YLearn can also be installed with conda. Install it from the channel conda-forge:

conda install -c conda-forge ylearn

This will install YLearn and all requirements including Graphviz.

Docker

We also publish an image in Docker Hub which can be downloaded directly and includes the components:

Python 3.8
YLearn and its dependent packages
JupyterLab

Download the docker image:

docker pull datacanvas/ylearn

Run a docker container:

docker run -ti -e NotebookToken="your-token" -p 8888:8888 datacanvas/ylearn

Then one can visit http://<ip-addr>:8888 in the browser and type in the token to start.

Overview of YLearn

Machine learning has made great achievements in recent years. The areas in which machine learning succeeds are mainly for prediction, e.g., the classification of pictures of cats and dogs. However, machine learning is incapable of answering some questions that naturally arise in many scenarios. One example is for the counterfactual questions in policy evaluations: what would have happened if the policy had changed? Due to the fact that these counterfactuals can not be observed, machine learning models, the prediction tools, can not be used. These incapabilities of machine learning partly give rise to applications of causal inference in these days.
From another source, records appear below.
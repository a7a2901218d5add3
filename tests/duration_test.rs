//! Attendance duration calculation.

use sigpef::models::attendance::duration::{duration, elapsed_minutes, format_minutes, parse_clock};
use sigpef::models::attendance::{AttendanceForm, AttendanceRecord, AttendanceView};

#[test]
fn same_day_span() {
    assert_eq!(duration(Some("08:00"), Some("17:30")).as_deref(), Some("9h 30m"));
}

#[test]
fn overnight_wraps_around() {
    assert_eq!(duration(Some("22:00"), Some("02:00")).as_deref(), Some("4h"));
    assert_eq!(elapsed_minutes("23:50", "00:05"), Some(15));
}

#[test]
fn zero_length() {
    assert_eq!(duration(Some("09:00"), Some("09:00")).as_deref(), Some("0m"));
}

#[test]
fn minutes_only() {
    assert_eq!(duration(Some("09:00"), Some("09:45")).as_deref(), Some("45m"));
}

#[test]
fn missing_or_garbage_input() {
    assert_eq!(duration(None, Some("10:00")), None);
    assert_eq!(duration(Some("08:00"), None), None);
    assert_eq!(duration(Some("oito"), Some("10:00")), None);
    assert_eq!(duration(Some("25:00"), Some("10:00")), None);
}

#[test]
fn postgres_time_and_short_hours_are_accepted() {
    assert_eq!(parse_clock("08:15:00"), Some(8 * 60 + 15));
    assert_eq!(parse_clock("8:05"), Some(8 * 60 + 5));
    assert_eq!(duration(Some("8:00:00"), Some("10:30:00")).as_deref(), Some("2h 30m"));
}

#[test]
fn formatting() {
    assert_eq!(format_minutes(0), "0m");
    assert_eq!(format_minutes(60), "1h");
    assert_eq!(format_minutes(61), "1h 1m");
}

#[test]
fn view_carries_computed_duration() {
    let record = AttendanceRecord {
        id: 101,
        data_pericia: "2025-03-10".into(),
        perito: "DRA. ANA MARIA".into(),
        vara: "2ª VARA".into(),
        sala: "SALA 02".into(),
        hora_chegada: Some("08:15".into()),
        hora_saida: Some("12:30".into()),
    };
    let view = AttendanceView::from(record);
    assert_eq!(view.duration.as_deref(), Some("4h 15m"));

    let json = serde_json::to_value(&view).unwrap();
    assert_eq!(json["perito"], "DRA. ANA MARIA");
    assert_eq!(json["duration"], "4h 15m");
}

#[test]
fn attendance_form_is_canonicalized() {
    let form = AttendanceForm {
        data_pericia: "10/03/2025".into(),
        perito: "dra. ana maria".into(),
        vara: "1ª vara cível".into(),
        sala: " sala 5 ".into(),
        hora_chegada: Some("8:00".into()),
        hora_saida: Some("  ".into()),
    };
    let input = form.validate().unwrap();
    assert_eq!(input.data_pericia, "2025-03-10");
    assert_eq!(input.perito, "DRA. ANA MARIA");
    assert_eq!(input.vara, "1ª VARA CÍVEL");
    assert_eq!(input.sala, "SALA 5");
    assert_eq!(input.hora_chegada.as_deref(), Some("08:00"));
    assert_eq!(input.hora_saida, None);
}

#[test]
fn attendance_form_requires_date_and_expert() {
    let errors = AttendanceForm::default().validate().unwrap_err();
    assert_eq!(errors.len(), 2);

    let form = AttendanceForm {
        data_pericia: "2025-03-10".into(),
        perito: "X".into(),
        hora_chegada: Some("8h".into()),
        ..Default::default()
    };
    assert_eq!(form.validate().unwrap_err().len(), 1);
}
Causal inference directly models the outcome of interventions and formalizes the counterfactual reasoning. With the aid of machine learning, causal inference can draw causal conclusions from observational data in various manners nowadays, rather than relying on conducting craftly designed experiments.

A typical complete causal inference procedure is composed of three parts. First, it learns causal relationships using the technique called causal discovery. These relationships are then expressed either in the form of Structural Causal Models or Directed Acyclic Graphs (DAG). Second, it expresses the causal estimands, which are clarified by the interested causal questions such as the average treatment effects, in terms of the observed data. This process is known as identification. Finally, once the causal estimand is identified, causal inference proceeds to focus on estimating the causal estimand from observational data. Then policy evaluation problems and counterfactual questions can also be answered.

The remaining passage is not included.